That's not correct. The financial incentive program of vesting is designed to keep the cost of actually paying people down, plain and simple. If you're interviewing, I would encourage you to pretend the stock compensation doesn't exist. I've had offers of $60k actual cash with $300k stock with a five year cliff and my next question is always "what's the average tenure here?" If they look uncomfortable, I know they know it's a golden poison pill.

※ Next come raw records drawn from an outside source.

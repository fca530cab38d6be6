pub mod base;
pub mod flow;
pub mod flow_edge;
pub mod max_flow;
pub mod min_cost_flow;
#[cfg(test)]
pub mod mocks;
pub mod residue;
mod shortest_path;
pub mod utils;

use crate::error::{FlowError, Result};
use log::debug;

pub use flow::RealizedEdge;
pub use max_flow::MaxFlowAlgorithm;
pub use min_cost_flow::{CostSign, FlowLimit, MinCostFlow, MinCostFlowAlgorithm};
pub use residue::{EdgeHandle, FlowNetwork, NetworkBuilder};

/// Vertex id in `[0, n)`
pub type Vertex = usize;
/// Capacity and flow amount
pub type Capacity = i64;
/// Cost per unit flow
pub type Cost = i64;

/// Cost of an edge when the caller has no better figure
pub const DEFAULT_EDGE_COST: Cost = 1;

//
// public functions
//

/// A flow problem together with the algorithm to solve it with
#[derive(Debug, Copy, Clone, PartialEq, Eq)]
pub enum FlowProblem {
    MaxFlow {
        algorithm: MaxFlowAlgorithm,
        source: Vertex,
        sink: Vertex,
    },
    MinCostFlow {
        algorithm: MinCostFlowAlgorithm,
        source: Vertex,
        sink: Vertex,
        limit: FlowLimit,
        costs: CostSign,
    },
}

/// Which network a solve mutates
#[derive(Debug)]
pub enum Placement<'a> {
    /// Mutate the given network, keeping flow from earlier solves.
    InPlace(&'a mut FlowNetwork),
    /// Solve a private copy, returned in `Solution::network`.
    OnClone(&'a FlowNetwork),
}

/// Value of a solved problem
#[derive(Debug, Copy, Clone, PartialEq, Eq)]
pub enum Outcome {
    MaxFlow(Capacity),
    MinCostFlow(MinCostFlow),
}

impl Outcome {
    pub fn max_flow(&self) -> Option<Capacity> {
        match *self {
            Outcome::MaxFlow(flow) => Some(flow),
            Outcome::MinCostFlow(_) => None,
        }
    }
    pub fn min_cost_flow(&self) -> Option<MinCostFlow> {
        match *self {
            Outcome::MaxFlow(_) => None,
            Outcome::MinCostFlow(mcf) => Some(mcf),
        }
    }
    /// amount of flow sent, for either kind of problem
    pub fn flow(&self) -> Capacity {
        match *self {
            Outcome::MaxFlow(flow) => flow,
            Outcome::MinCostFlow(mcf) => mcf.flow,
        }
    }
}

#[derive(Debug, Clone)]
pub struct Solution {
    pub outcome: Outcome,
    /// the solved copy for `Placement::OnClone`, `None` for `Placement::InPlace`
    pub network: Option<FlowNetwork>,
}

///
/// Solve `problem` on the network chosen by `placement`.
///
/// With `Placement::OnClone` the given network is never touched, so a failed
/// min-cost-flow leaves nothing behind.
///
pub fn solve(placement: Placement<'_>, problem: &FlowProblem) -> Result<Solution> {
    match placement {
        Placement::InPlace(network) => Ok(Solution {
            outcome: run(network, problem)?,
            network: None,
        }),
        Placement::OnClone(network) => {
            debug!("solving on a clone of {} edges", network.edge_count());
            let mut clone = network.clone();
            let outcome = run(&mut clone, problem)?;
            Ok(Solution {
                outcome,
                network: Some(clone),
            })
        }
    }
}

//
// internal functions
//

fn run(network: &mut FlowNetwork, problem: &FlowProblem) -> Result<Outcome> {
    let outcome = match *problem {
        FlowProblem::MaxFlow {
            algorithm,
            source,
            sink,
        } => Outcome::MaxFlow(network.max_flow(algorithm, source, sink)?),
        FlowProblem::MinCostFlow {
            algorithm,
            source,
            sink,
            limit,
            costs,
        } => Outcome::MinCostFlow(network.min_cost_flow(algorithm, source, sink, limit, costs)?),
    };
    utils::draw_network(network);
    Ok(outcome)
}

fn check_terminals(network: &FlowNetwork, source: Vertex, sink: Vertex) -> Result<()> {
    network.check_vertex(source)?;
    network.check_vertex(sink)?;
    if source == sink {
        return Err(FlowError::SourceIsSink(source));
    }
    Ok(())
}

#[cfg(test)]
mod tests {
    use super::mocks::{init_logger, mock_diamond, mock_negative_cycle_network};
    use super::*;

    fn diamond() -> FlowNetwork {
        let mut b = NetworkBuilder::new(4);
        b.add_edge(0, 1, 2, 1).unwrap();
        b.add_edge(0, 2, 1, 2).unwrap();
        b.add_edge(1, 3, 1, 1).unwrap();
        b.add_edge(2, 3, 2, 1).unwrap();
        b.build()
    }

    #[test]
    fn builder_matches_petgraph_conversion() {
        assert_eq!(diamond(), FlowNetwork::from_graph(&mock_diamond()).unwrap());
    }

    #[test]
    fn concrete_scenario() {
        init_logger();
        let net = diamond();
        let max = solve(
            Placement::OnClone(&net),
            &FlowProblem::MaxFlow {
                algorithm: MaxFlowAlgorithm::Dinic,
                source: 0,
                sink: 3,
            },
        )
        .unwrap();
        assert_eq!(max.outcome.max_flow(), Some(2));

        let mcf = solve(
            Placement::OnClone(&net),
            &FlowProblem::MinCostFlow {
                algorithm: MinCostFlowAlgorithm::BellmanFord,
                source: 0,
                sink: 3,
                limit: FlowLimit::AtMost(2),
                costs: CostSign::NonNegative,
            },
        )
        .unwrap();
        assert_eq!(mcf.outcome.min_cost_flow(), Some(MinCostFlow::new(2, 5)));
        assert_eq!(mcf.outcome.flow(), 2);

        // the canonical network still has zero flow, the clones carry the results
        assert!(net.realized_edges().iter().all(|e| e.flow == 0));
        let solved = mcf.network.unwrap();
        assert!(solved.realized_edges().iter().all(|e| e.flow == 1));
        assert!(solved.is_consistent());
    }

    #[test]
    fn in_place_solves_see_each_other() {
        let mut net = diamond();
        let problem = FlowProblem::MaxFlow {
            algorithm: MaxFlowAlgorithm::FordFulkerson,
            source: 0,
            sink: 3,
        };
        let first = solve(Placement::InPlace(&mut net), &problem).unwrap();
        assert_eq!(first.outcome, Outcome::MaxFlow(2));
        assert!(first.network.is_none());
        let second = solve(Placement::InPlace(&mut net), &problem).unwrap();
        assert_eq!(second.outcome, Outcome::MaxFlow(0));
        assert_eq!(
            net.realized_edges().iter().map(|e| e.flow).sum::<Capacity>(),
            4
        );
    }

    #[test]
    fn clone_failure_is_atomic() {
        let net = FlowNetwork::from_graph(&mock_negative_cycle_network()).unwrap();
        let problem = FlowProblem::MinCostFlow {
            algorithm: MinCostFlowAlgorithm::Spfa,
            source: 0,
            sink: 3,
            limit: FlowLimit::Unbounded,
            costs: CostSign::MayBeNegative,
        };
        let r = solve(Placement::OnClone(&net), &problem);
        assert!(matches!(r, Err(FlowError::NegativeCycle { .. })));
        assert!(net.realized_edges().iter().all(|e| e.flow == 0));
    }

    #[test]
    fn realized_edges_are_idempotent() {
        let mut net = diamond();
        net.min_cost_flow(
            MinCostFlowAlgorithm::DijkstraPotential,
            0,
            3,
            FlowLimit::AtMost(1),
            CostSign::default(),
        )
        .unwrap();
        let a = net.realized_edges();
        let b = net.realized_edges();
        assert_eq!(a, b);
        assert_eq!(a[0].flow, 1);
        assert_eq!(a[2].flow, 1);
    }

    #[test]
    fn bad_terminals_fail_fast() {
        let net = diamond();
        let problem = FlowProblem::MaxFlow {
            algorithm: MaxFlowAlgorithm::Dinic,
            source: 0,
            sink: 9,
        };
        assert_eq!(
            solve(Placement::OnClone(&net), &problem).unwrap_err(),
            FlowError::VertexOutOfRange {
                vertex: 9,
                vertex_count: 4
            }
        );
        let problem = FlowProblem::MinCostFlow {
            algorithm: MinCostFlowAlgorithm::Spfa,
            source: 2,
            sink: 2,
            limit: FlowLimit::Unbounded,
            costs: CostSign::NonNegative,
        };
        assert_eq!(
            solve(Placement::OnClone(&net), &problem).unwrap_err(),
            FlowError::SourceIsSink(2)
        );
    }

    #[test]
    fn default_cost_is_one() {
        let mut b = NetworkBuilder::new(2);
        b.add_edge(0, 1, 3, DEFAULT_EDGE_COST).unwrap();
        let mut net = b.build();
        let r = net
            .min_cost_flow(
                MinCostFlowAlgorithm::default(),
                0,
                1,
                FlowLimit::Unbounded,
                CostSign::default(),
            )
            .unwrap();
        assert_eq!(r, MinCostFlow::new(3, 3));
    }
}
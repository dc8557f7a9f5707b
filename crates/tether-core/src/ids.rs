//! Random identifiers
//!
//! Meeting ids, room ids, invite tokens and peer ids all come from the OS
//! random source and are hex encoded, so they are safe in URL paths and
//! query strings without escaping.

use crate::error::AccessError;

/// Random bytes in a meeting id (96 bits)
pub const MEETING_ID_BYTES: usize = 12;

/// Random bytes in an invite token (144 bits)
pub const TOKEN_BYTES: usize = 18;

/// Random bytes in a room id
pub const ROOM_ID_BYTES: usize = 8;

/// Random bytes in a peer id (unique within a room only)
pub const PEER_ID_BYTES: usize = 8;

/// Prefix that marks room ids
pub const ROOM_ID_PREFIX: &str = "r-";

/// Generate `len` random bytes, hex encoded
pub fn random_hex(len: usize) -> Result<String, AccessError> {
    let mut bytes = vec![0u8; len];
    getrandom::fill(&mut bytes)?;
    Ok(hex::encode(bytes))
}

pub fn meeting_id() -> Result<String, AccessError> {
    random_hex(MEETING_ID_BYTES)
}

pub fn room_id() -> Result<String, AccessError> {
    Ok(format!("{}{}", ROOM_ID_PREFIX, random_hex(ROOM_ID_BYTES)?))
}

pub fn token() -> Result<String, AccessError> {
    random_hex(TOKEN_BYTES)
}

pub fn peer_id() -> Result<String, AccessError> {
    random_hex(PEER_ID_BYTES)
}
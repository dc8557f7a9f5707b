//! Relay protocol messages
//!
//! JSON text frames tagged by `type`. The `data` of a signal is opaque to the
//! server and forwarded as-is. An explicit `null` stays `null`; only a missing
//! `data` is omitted on the way out.

use serde::{Deserialize, Deserializer, Serialize};
use serde_json::Value;

/// Messages the server sends to a peer
#[derive(Clone, Debug, PartialEq, Serialize, Deserialize)]
#[serde(tag = "type", rename_all = "kebab-case")]
pub enum ServerMessage {
    /// Sent once on admission with the ids of everyone already present
    #[serde(rename_all = "camelCase")]
    Hello { peer_id: String, peers: Vec<String> },

    #[serde(rename_all = "camelCase")]
    PeerJoin { peer_id: String },

    #[serde(rename_all = "camelCase")]
    PeerLeave { peer_id: String },

    /// Negotiation payload relayed from another peer
    Signal {
        from: String,
        #[serde(
            default,
            deserialize_with = "present",
            skip_serializing_if = "Option::is_none"
        )]
        data: Option<Value>,
    },
}

/// Messages a peer sends to the server
#[derive(Clone, Debug, PartialEq, Serialize, Deserialize)]
#[serde(tag = "type", rename_all = "kebab-case")]
pub enum ClientMessage {
    /// Payload for one other peer in the same room
    Signal {
        target: String,
        #[serde(
            default,
            deserialize_with = "present",
            skip_serializing_if = "Option::is_none"
        )]
        data: Option<Value>,
    },
}

/// Any present `data`, `null` included, becomes `Some`
fn present<'de, D>(deserializer: D) -> Result<Option<Value>, D::Error>
where
    D: Deserializer<'de>,
{
    Value::deserialize(deserializer).map(Some)
}

impl ServerMessage {
    /// Serialize to JSON
    pub fn to_json(&self) -> Result<String, serde_json::Error> {
        serde_json::to_string(self)
    }
}

impl ClientMessage {
    /// Parse from JSON
    pub fn from_json(json: &str) -> Result<Self, serde_json::Error> {
        serde_json::from_str(json)
    }
}

#[cfg(test)]
mod tests {
    use serde_json::json;

    use super::*;

    #[test]
    fn test_server_message_shapes() {
        let hello = ServerMessage::Hello {
            peer_id: "aa".into(),
            peers: vec!["bb".into()],
        };
        assert_eq!(
            serde_json::to_value(&hello).unwrap(),
            json!({"type": "hello", "peerId": "aa", "peers": ["bb"]})
        );

        let join = ServerMessage::PeerJoin { peer_id: "bb".into() };
        assert_eq!(
            serde_json::to_value(&join).unwrap(),
            json!({"type": "peer-join", "peerId": "bb"})
        );

        let leave = ServerMessage::PeerLeave { peer_id: "bb".into() };
        assert_eq!(
            serde_json::to_value(&leave).unwrap(),
            json!({"type": "peer-leave", "peerId": "bb"})
        );
    }

    #[test]
    fn test_signal_payload_is_verbatim() {
        let data = json!({"sdp": "v=0\r\n", "kind": "offer", "n": [1, 2.5, null]});
        let msg = ServerMessage::Signal {
            from: "aa".into(),
            data: Some(data.clone()),
        };
        assert_eq!(
            serde_json::to_value(&msg).unwrap(),
            json!({"type": "signal", "from": "aa", "data": data})
        );
    }

    #[test]
    fn test_parse_client_signal() {
        let msg = ClientMessage::from_json(r#"{"type":"signal","target":"bb","data":"X"}"#).unwrap();
        assert_eq!(
            msg,
            ClientMessage::Signal {
                target: "bb".into(),
                data: Some(json!("X")),
            }
        );

        let msg = ClientMessage::from_json(r#"{"type":"signal","target":"bb"}"#).unwrap();
        assert_eq!(
            msg,
            ClientMessage::Signal {
                target: "bb".into(),
                data: None,
            }
        );
    }

    #[test]
    fn test_null_data_is_kept() {
        let msg = ClientMessage::from_json(r#"{"type":"signal","target":"bb","data":null}"#).unwrap();
        let ClientMessage::Signal { data, .. } = msg;
        assert_eq!(data, Some(Value::Null));

        let out = ServerMessage::Signal {
            from: "aa".into(),
            data,
        };
        assert_eq!(
            out.to_json().unwrap(),
            r#"{"type":"signal","from":"aa","data":null}"#
        );

        let absent = ServerMessage::Signal {
            from: "aa".into(),
            data: None,
        };
        assert_eq!(absent.to_json().unwrap(), r#"{"type":"signal","from":"aa"}"#);
    }

    #[test]
    fn test_reject_malformed() {
        assert!(ClientMessage::from_json("not json").is_err());
        assert!(ClientMessage::from_json(r#"{"type":"signal","data":"X"}"#).is_err());
        assert!(ClientMessage::from_json(r#"{"type":"hello"}"#).is_err());
    }
}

Consider the fact that Amazon, for instance, won't let you pay for EC2 instances in stock options at your company. They darn well know what they're doing.

1 comments

Do you mean a five year vesting schedule or a five year cliff before you start vesting. The former is...bad, but I don't think I've seen the latter. That's just...no, absolutely not.
The mechanism I'm trying to describe is when employers pay a base in X dollars and stock in Y dollars which takes Z years to mature. AWS sounds like they're being somewhat reasonable about it by giving an employee cash before their options mature, but I have interviewed at places (Envestnet in New York City) where I was offered a base comp which was meh and then options which were gonzo. The offer, if I remember correctly, was $105k/y base and then $100k/y in stock which took three years to vest. I passed on the offer because $105k/y in NYC was cutting it too close for me. They did not have a "cash float" mechanism.